▸ **WHAT YOU SHOULD DO**
Go through the data below and copy each line where the word "task" occurs.

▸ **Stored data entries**

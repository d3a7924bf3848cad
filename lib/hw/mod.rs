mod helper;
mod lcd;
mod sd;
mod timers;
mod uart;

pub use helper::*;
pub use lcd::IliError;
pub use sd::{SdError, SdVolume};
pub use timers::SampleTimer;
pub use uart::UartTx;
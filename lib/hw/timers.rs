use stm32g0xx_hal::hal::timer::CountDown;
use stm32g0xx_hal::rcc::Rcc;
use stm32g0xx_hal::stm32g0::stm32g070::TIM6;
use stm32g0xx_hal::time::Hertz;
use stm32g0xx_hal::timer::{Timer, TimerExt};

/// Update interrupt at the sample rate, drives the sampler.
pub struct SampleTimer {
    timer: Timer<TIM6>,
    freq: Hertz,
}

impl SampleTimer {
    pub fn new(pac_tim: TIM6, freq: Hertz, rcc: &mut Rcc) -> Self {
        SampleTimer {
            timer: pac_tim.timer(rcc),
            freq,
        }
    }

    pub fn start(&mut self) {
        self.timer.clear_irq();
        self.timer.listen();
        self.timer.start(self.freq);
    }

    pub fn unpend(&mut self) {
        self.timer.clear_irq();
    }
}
==
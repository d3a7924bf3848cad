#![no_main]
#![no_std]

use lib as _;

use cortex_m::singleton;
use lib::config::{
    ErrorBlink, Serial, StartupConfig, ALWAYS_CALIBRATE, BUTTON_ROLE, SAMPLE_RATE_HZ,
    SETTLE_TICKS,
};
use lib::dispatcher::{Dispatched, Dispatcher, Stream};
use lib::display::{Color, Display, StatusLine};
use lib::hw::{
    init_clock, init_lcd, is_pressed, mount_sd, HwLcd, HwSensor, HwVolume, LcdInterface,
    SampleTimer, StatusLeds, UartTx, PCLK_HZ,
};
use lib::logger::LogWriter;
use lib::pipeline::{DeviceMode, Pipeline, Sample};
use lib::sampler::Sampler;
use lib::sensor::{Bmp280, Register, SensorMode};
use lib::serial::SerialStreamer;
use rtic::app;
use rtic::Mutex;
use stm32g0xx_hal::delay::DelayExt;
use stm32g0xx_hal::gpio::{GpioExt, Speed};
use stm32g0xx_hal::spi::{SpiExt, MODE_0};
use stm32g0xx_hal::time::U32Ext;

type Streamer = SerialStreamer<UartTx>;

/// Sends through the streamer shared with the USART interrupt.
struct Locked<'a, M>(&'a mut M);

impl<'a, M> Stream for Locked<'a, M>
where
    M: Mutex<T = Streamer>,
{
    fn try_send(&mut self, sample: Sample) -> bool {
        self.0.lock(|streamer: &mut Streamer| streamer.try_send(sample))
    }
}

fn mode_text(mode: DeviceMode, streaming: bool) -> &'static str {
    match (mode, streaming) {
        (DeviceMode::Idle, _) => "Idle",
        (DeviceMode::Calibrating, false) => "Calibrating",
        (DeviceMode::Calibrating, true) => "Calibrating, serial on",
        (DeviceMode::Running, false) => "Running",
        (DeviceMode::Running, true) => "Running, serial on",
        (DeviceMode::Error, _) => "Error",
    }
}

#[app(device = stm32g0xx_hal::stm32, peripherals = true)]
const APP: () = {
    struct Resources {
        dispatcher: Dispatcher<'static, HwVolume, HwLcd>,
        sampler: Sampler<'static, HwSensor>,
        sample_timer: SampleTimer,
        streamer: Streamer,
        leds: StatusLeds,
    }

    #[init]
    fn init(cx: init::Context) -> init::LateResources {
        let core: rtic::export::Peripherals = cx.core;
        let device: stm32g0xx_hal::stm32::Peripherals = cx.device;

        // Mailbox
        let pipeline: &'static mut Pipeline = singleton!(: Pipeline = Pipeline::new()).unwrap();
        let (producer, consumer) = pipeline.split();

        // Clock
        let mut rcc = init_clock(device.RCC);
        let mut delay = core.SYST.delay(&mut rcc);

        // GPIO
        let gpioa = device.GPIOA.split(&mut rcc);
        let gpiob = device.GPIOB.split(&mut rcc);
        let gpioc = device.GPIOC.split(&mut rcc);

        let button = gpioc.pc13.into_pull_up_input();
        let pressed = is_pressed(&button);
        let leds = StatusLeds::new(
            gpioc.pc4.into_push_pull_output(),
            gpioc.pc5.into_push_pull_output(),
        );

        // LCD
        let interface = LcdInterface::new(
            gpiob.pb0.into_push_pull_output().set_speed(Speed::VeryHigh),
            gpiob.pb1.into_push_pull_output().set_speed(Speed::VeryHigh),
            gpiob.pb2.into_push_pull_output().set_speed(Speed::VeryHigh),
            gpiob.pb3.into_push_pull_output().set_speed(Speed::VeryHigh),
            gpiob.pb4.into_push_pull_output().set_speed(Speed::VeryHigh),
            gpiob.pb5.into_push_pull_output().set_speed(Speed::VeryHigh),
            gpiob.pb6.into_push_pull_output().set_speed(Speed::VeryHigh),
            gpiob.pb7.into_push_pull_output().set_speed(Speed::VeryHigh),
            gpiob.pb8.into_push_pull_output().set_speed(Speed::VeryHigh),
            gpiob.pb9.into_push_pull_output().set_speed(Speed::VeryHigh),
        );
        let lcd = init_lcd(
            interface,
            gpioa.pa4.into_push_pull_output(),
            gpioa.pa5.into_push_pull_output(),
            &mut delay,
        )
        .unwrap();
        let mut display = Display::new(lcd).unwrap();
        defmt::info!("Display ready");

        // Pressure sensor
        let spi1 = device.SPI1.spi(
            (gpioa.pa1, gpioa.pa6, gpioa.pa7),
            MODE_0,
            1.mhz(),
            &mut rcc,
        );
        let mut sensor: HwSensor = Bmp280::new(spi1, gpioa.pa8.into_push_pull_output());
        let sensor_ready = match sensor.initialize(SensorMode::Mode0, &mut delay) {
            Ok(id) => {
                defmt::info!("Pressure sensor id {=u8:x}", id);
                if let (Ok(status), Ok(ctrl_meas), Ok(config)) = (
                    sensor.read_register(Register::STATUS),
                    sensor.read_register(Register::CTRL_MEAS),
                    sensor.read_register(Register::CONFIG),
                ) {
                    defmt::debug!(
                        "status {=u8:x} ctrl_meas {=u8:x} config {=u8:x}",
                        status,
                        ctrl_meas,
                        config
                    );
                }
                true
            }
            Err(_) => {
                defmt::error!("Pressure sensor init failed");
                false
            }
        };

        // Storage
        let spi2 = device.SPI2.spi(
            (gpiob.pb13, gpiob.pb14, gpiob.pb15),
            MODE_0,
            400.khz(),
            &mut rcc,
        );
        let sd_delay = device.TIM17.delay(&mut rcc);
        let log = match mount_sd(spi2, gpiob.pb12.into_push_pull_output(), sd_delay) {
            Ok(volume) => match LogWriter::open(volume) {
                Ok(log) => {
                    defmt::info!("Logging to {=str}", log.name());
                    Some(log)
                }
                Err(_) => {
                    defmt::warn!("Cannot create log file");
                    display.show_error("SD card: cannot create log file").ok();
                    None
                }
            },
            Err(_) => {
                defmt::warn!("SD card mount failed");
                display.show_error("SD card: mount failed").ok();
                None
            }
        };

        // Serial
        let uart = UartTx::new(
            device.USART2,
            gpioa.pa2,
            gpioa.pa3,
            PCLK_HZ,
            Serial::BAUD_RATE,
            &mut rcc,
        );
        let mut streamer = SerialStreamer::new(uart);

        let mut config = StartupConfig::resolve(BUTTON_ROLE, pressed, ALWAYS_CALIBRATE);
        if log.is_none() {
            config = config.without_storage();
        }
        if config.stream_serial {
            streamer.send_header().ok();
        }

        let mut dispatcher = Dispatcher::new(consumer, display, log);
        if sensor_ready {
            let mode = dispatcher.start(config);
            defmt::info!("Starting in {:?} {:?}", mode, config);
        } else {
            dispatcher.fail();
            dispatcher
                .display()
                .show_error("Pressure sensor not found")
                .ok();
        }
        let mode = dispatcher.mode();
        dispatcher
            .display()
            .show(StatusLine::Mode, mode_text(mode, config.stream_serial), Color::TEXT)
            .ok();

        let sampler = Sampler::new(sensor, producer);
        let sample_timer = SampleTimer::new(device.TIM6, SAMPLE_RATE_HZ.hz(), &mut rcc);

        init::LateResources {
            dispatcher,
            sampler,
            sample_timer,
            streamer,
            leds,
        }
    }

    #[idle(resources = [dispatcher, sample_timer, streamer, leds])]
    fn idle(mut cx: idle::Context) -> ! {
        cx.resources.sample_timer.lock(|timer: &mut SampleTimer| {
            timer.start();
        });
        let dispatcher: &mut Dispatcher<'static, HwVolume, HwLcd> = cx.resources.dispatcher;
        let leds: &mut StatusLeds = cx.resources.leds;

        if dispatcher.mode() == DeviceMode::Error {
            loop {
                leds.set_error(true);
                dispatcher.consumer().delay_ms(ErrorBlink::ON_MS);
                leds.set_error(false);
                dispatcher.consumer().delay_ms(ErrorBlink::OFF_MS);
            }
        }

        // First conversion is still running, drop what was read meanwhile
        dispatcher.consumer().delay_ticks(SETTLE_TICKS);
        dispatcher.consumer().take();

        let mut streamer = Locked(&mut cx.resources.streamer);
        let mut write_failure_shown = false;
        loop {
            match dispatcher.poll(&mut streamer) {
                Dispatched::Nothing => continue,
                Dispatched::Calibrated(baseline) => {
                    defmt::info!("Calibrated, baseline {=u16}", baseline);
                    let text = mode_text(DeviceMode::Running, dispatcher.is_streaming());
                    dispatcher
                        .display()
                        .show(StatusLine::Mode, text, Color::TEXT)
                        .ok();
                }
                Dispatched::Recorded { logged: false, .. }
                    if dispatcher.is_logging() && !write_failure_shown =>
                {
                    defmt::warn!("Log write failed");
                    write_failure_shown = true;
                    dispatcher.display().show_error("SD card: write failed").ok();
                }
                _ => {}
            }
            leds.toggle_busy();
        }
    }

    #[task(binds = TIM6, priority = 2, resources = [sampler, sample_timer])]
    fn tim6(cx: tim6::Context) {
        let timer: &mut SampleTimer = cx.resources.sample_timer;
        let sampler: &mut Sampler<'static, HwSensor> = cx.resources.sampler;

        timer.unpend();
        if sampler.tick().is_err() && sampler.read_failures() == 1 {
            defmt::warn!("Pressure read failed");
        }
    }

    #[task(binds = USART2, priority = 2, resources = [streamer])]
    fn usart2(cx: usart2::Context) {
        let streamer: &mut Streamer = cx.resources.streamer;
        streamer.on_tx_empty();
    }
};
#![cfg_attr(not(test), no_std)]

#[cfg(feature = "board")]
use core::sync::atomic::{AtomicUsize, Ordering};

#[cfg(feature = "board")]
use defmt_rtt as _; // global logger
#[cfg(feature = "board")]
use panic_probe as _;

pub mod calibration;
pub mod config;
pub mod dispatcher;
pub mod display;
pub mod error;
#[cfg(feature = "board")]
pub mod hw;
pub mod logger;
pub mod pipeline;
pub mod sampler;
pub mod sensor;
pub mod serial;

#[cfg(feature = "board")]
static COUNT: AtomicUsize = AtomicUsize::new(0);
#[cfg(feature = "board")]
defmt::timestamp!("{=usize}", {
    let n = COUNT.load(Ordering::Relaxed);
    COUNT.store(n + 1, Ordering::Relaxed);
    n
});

▸ **EXERCISE RESULT**
    #[task(binds = TIM6, priority = 2, resources = [sampler, sample_timer])]
    #[task(binds = USART2, priority = 2, resources = [streamer])]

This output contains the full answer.